Action is Necessary to Curb This
Abuse.
Given the risk of overutilization and abuse stemming from
these arrangements, ACLA believes
clarifications and changes must be made in the applicable regulations
to limit the growth and expansion of
these abusive arrangements. Among the proposed changes are the
following:
- In the preamble to the 2005 Medicare Physician Fee
Schedule Final Rule, CMS should underscore
the comments it made in the preamble to the Proposed Rule
by stating that arrangements, which
involve the Reassignment Rule, must also comply with other
applicable Medicare laws and
regulations.
- CMS should clarify that the independent contractor
provision under the IOAS exception applies only
to supervisory services, which are not directly billed to
Medicare.
- CMS
should clarify that the use of the sub-division of space
in the manner utilized by the Pod laboratories does not meet
the centralized building requirement in the IOAS exception.
- CMS should clarify
that under Stark, a group that bills for services pursuant
to the contractual arrangement exception to the Reassignment
Rule is considered the "entity" furnishing DHS, pursuant
to 42 C.F.R. § 411.351.
- CMS should use the authority granted
to it by the MMA's revision of the contractor exception to
the Reassignment Rule to prevent the use of that exception
for the purchase and billing of pathology and
other diagnostic services by the ordering physician.
- CMS should
add further safeguards to Proposed Regulation § 424.80,
which is included in the 2005
Physician Fee Schedule Proposed Rule. In particular, CMS
should include the long-standing
prohibition on the mark-up of purchased diagnostic services.

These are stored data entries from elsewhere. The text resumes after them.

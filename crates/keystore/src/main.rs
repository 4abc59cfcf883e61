//! # keystore
//!
//! Command-line access to the key manager proxy. The backend comes from the environment
//! (see [`keystore::config`]): with `OS_KEY_MANAGER_ENDPOINT` unset every command runs
//! against a fresh in-memory store, which is mostly useful for `demo`.

use clap::{Parser, Subcommand, ValueEnum};
use keystore::model::{ContainerCreate, ContainerType, ContainerUpdate, OrderCreate, SecretCreate};
use keystore::{KeystoreConfig, KeystoreSystem, Proxy};
use serde::Serialize;
use std::error::Error;
use tracing::{info, Instrument};

#[derive(Parser)]
#[command(name = "keystore", version, about = "Key manager proxy CLI")]
struct Cli {
    #[command(subcommand)]
    command: Command,
}

#[derive(Subcommand)]
enum Command {
    /// List every entity of a kind
    List { kind: Kind },
    /// Show one entity by id
    Get { kind: Kind, id: String },
    /// Look an entity up by id, then by exact name
    Find { kind: Kind, name_or_id: String },
    /// Delete an entity
    Delete {
        kind: Kind,
        id: String,
        /// Fail when the entity does not exist
        #[arg(long)]
        strict: bool,
    },
    /// Store a new secret
    CreateSecret {
        #[arg(long)]
        name: String,
        #[arg(long)]
        payload: Option<String>,
    },
    /// Walk through every operation for all three kinds
    Demo,
}

#[derive(Clone, Copy, ValueEnum)]
enum Kind {
    Containers,
    Orders,
    Secrets,
}

fn print_json<T: Serialize>(value: &T) -> Result<(), Box<dyn Error>> {
    println!("{}", serde_json::to_string_pretty(value)?);
    Ok(())
}

#[tokio::main]
async fn main() -> Result<(), Box<dyn Error>> {
    keystore::lifecycle::setup_tracing();

    let cli = Cli::parse();
    let config = KeystoreConfig::from_env();
    let system = KeystoreSystem::from_config(&config)?;

    let result = run(&system.proxy, cli.command).await;
    system.shutdown().await?;
    result
}

async fn run(proxy: &Proxy, command: Command) -> Result<(), Box<dyn Error>> {
    match command {
        Command::List { kind } => match kind {
            Kind::Containers => print_json(&proxy.containers().await?),
            Kind::Orders => print_json(&proxy.orders().await?),
            Kind::Secrets => print_json(&proxy.secrets().await?),
        },
        Command::Get { kind, id } => match kind {
            Kind::Containers => print_json(&proxy.get_container(id).await?),
            Kind::Orders => print_json(&proxy.get_order(id).await?),
            Kind::Secrets => print_json(&proxy.get_secret(id).await?),
        },
        Command::Find { kind, name_or_id } => match kind {
            Kind::Containers => print_json(&proxy.find_container(name_or_id).await?),
            Kind::Orders => print_json(&proxy.find_order(name_or_id).await?),
            Kind::Secrets => print_json(&proxy.find_secret(name_or_id).await?),
        },
        Command::Delete { kind, id, strict } => {
            let ignore_missing = !strict;
            match kind {
                Kind::Containers => proxy.delete_container(id, ignore_missing).await?,
                Kind::Orders => proxy.delete_order(id, ignore_missing).await?,
                Kind::Secrets => proxy.delete_secret(id, ignore_missing).await?,
            }
            Ok(())
        }
        Command::CreateSecret { name, payload } => {
            let mut attrs = SecretCreate::named(name);
            if let Some(payload) = payload {
                attrs = attrs.with_payload(payload);
            }
            print_json(&proxy.create_secret(attrs).await?)
        }
        Command::Demo => demo(proxy).await,
    }
}

async fn demo(proxy: &Proxy) -> Result<(), Box<dyn Error>> {
    let span = tracing::info_span!("secret_storage");
    let secret = async {
        info!("Storing demo secret");
        proxy
            .create_secret(SecretCreate::named("demo-password").with_payload("s3cr3t"))
            .await
    }
    .instrument(span)
    .await?;
    print_json(&secret)?;

    let span = tracing::info_span!("key_order");
    let order = async {
        info!("Ordering a symmetric key");
        proxy.create_order(OrderCreate::key("demo-key", "aes", 256)).await
    }
    .instrument(span)
    .await?;
    print_json(&order)?;

    let span = tracing::info_span!("container_setup");
    let container = async {
        info!("Grouping the secret in a container");
        let secret_ref = secret.secret_ref.clone().unwrap_or_default();
        proxy
            .create_container(
                ContainerCreate::new("demo-bundle", ContainerType::Generic)
                    .with_secret("password", secret_ref),
            )
            .await
    }
    .instrument(span)
    .await?;
    let container = proxy
        .update_container(
            &container,
            ContainerUpdate {
                name: Some("demo-bundle-v2".into()),
                ..Default::default()
            },
        )
        .await?;
    print_json(&container)?;

    let found = proxy.find_container("demo-bundle-v2").await?;
    info!(found = found.is_some(), "Looked up container by name");
    let fetched = proxy.get_order(&order).await?;
    info!(status = ?fetched.status, "Fetched order");

    let containers = proxy.containers().await?;
    let orders = proxy.orders().await?;
    let secrets = proxy.secrets().await?;
    info!(
        containers = containers.len(),
        orders = orders.len(),
        secrets = secrets.len(),
        "Listed resources"
    );

    proxy.delete_container(&container, Proxy::DEFAULT_IGNORE_MISSING).await?;
    proxy.delete_order(&order, Proxy::DEFAULT_IGNORE_MISSING).await?;
    proxy.delete_secret(&secret, Proxy::DEFAULT_IGNORE_MISSING).await?;
    // Already gone; only an error when ignore_missing is false.
    proxy.delete_secret(&secret, Proxy::DEFAULT_IGNORE_MISSING).await?;

    info!("Demo completed successfully");
    Ok(())
}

In addition, CMS should also continue
to apply the existing rules related to purchased professional
interpretations, which prevent the
physician who triggered the referral from also billing for
it.
- The
OIG should issue a Fraud Alert that emphasizes that these
pathology arrangements implicate the anti-kickback law in accordance
with the recent Special Alert on Contractual Joint Ventures,
which the OIG issued in April 2003.
- The OIG and the CMS Program
Integrity Group should investigate these arrangements and
take appropriate action where they violate federal law.